Let me dog this some more.
http://science.nasa.gov/science-news/science-at-nasa/2004/17feb_radiation/
Posted on
February 17, 2004...
Here's the meat of the article:
"We're not sure," says Cucinotta. According to a 2001 study of people exposed to large doses of radiation--
e.g., Hiroshima atomic bomb survivors and, ironically, cancer patients who have undergone radiation therapy--the added risk of a 1000-day Mars mission lies somewhere between 1% and 19%. "The most likely answer is 3.4%," says Cucinotta, "but the error bars are wide."
The odds are even worse for women, he adds. "Because of breasts and ovaries, the risk to female astronauts is nearly double the risk to males."

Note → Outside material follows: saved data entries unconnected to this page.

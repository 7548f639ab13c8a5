//! Outcomes of handling an input event.
//!
//! [`AppAction`]s are produced by [`crate::App::handle`]. The frame loop logs
//! them and stops on [`AppAction::Quit`]; tests assert on them.

use crate::{CellState, Coordinate};

/// Observable result of one input event.
#[derive(Debug, Clone, PartialEq, Eq)]
pub enum AppAction {
    /// Quit the application.
    Quit,

    /// Menu overlay became visible and took over input.
    OverlayOpened,

    /// Menu overlay was hidden and the board accepts input again.
    OverlayClosed,

    /// A menu button was activated.
    ButtonPressed {
        /// Button label.
        name: String,
    },

    /// A new game session replaced the previous one.
    GameStarted,

    /// A stone was placed on the board.
    StonePlaced {
        /// Board cell.
        cell: Coordinate,
        /// Colour placed.
        stone: CellState,
    },
}
//! Backend-agnostic input events.

use crate::Coordinate;

/// Keyboard input abstraction.
///
/// Decouples the shell from terminal and windowing libraries so the frame
/// loop can be driven deterministically in tests.
#[derive(Debug, Clone, Copy, PartialEq, Eq, Hash)]
pub enum Key {
    /// Printable character.
    Char(char),
    /// Enter/Return key.
    Enter,
    /// Escape key.
    Esc,
    /// Tab key.
    Tab,
    /// Backspace key.
    Backspace,
    /// Up arrow.
    Up,
    /// Down arrow.
    Down,
    /// Left arrow.
    Left,
    /// Right arrow.
    Right,
}

/// One input event drained from the backend during a tick.
#[derive(Debug, Clone, Copy, PartialEq, Eq)]
pub enum InputEvent {
    /// Window closed or interrupt requested.
    Quit,

    /// Key pressed.
    KeyDown(Key),

    /// Primary button pressed at a point in window units.
    Click(Coordinate),

    /// Backend viewport resized, in backend units.
    ///
    /// Informational only: the window size is fixed for the app's lifetime.
    Resize(u32, u32),
}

Researchers who did the study assumed the Mars-ship would be built "mostly of aluminum, like an old Apollo command module," says Cucinotta. The spaceship's skin would absorb about half the radiation hitting it. "If the extra risk is only a few percent we're OK. We could build a spaceship using aluminum and head for Mars." (Aluminum is a favorite material for spaceship construction, because it's lightweight, strong, and familiar to engineers from long decades of use in the aerospace industry.)
"But if it's 19% our 40something astronaut would face a 20% + 19% = 39% chance of developing life-ending cancer after he returns to Earth. That's not acceptable."
I would argue shaving 20 years off the life of a handful of people to push the human race into intrastellar colonization is better than the millions of person-years shaved off annually by private insurance companies or McDonald's for corporate profits.
Are there any results yet? It's only been six years.
The vast majority of radiation is absorbed in transit. If you remove the possibility of a return trip, you remove a lot of the radiation risk.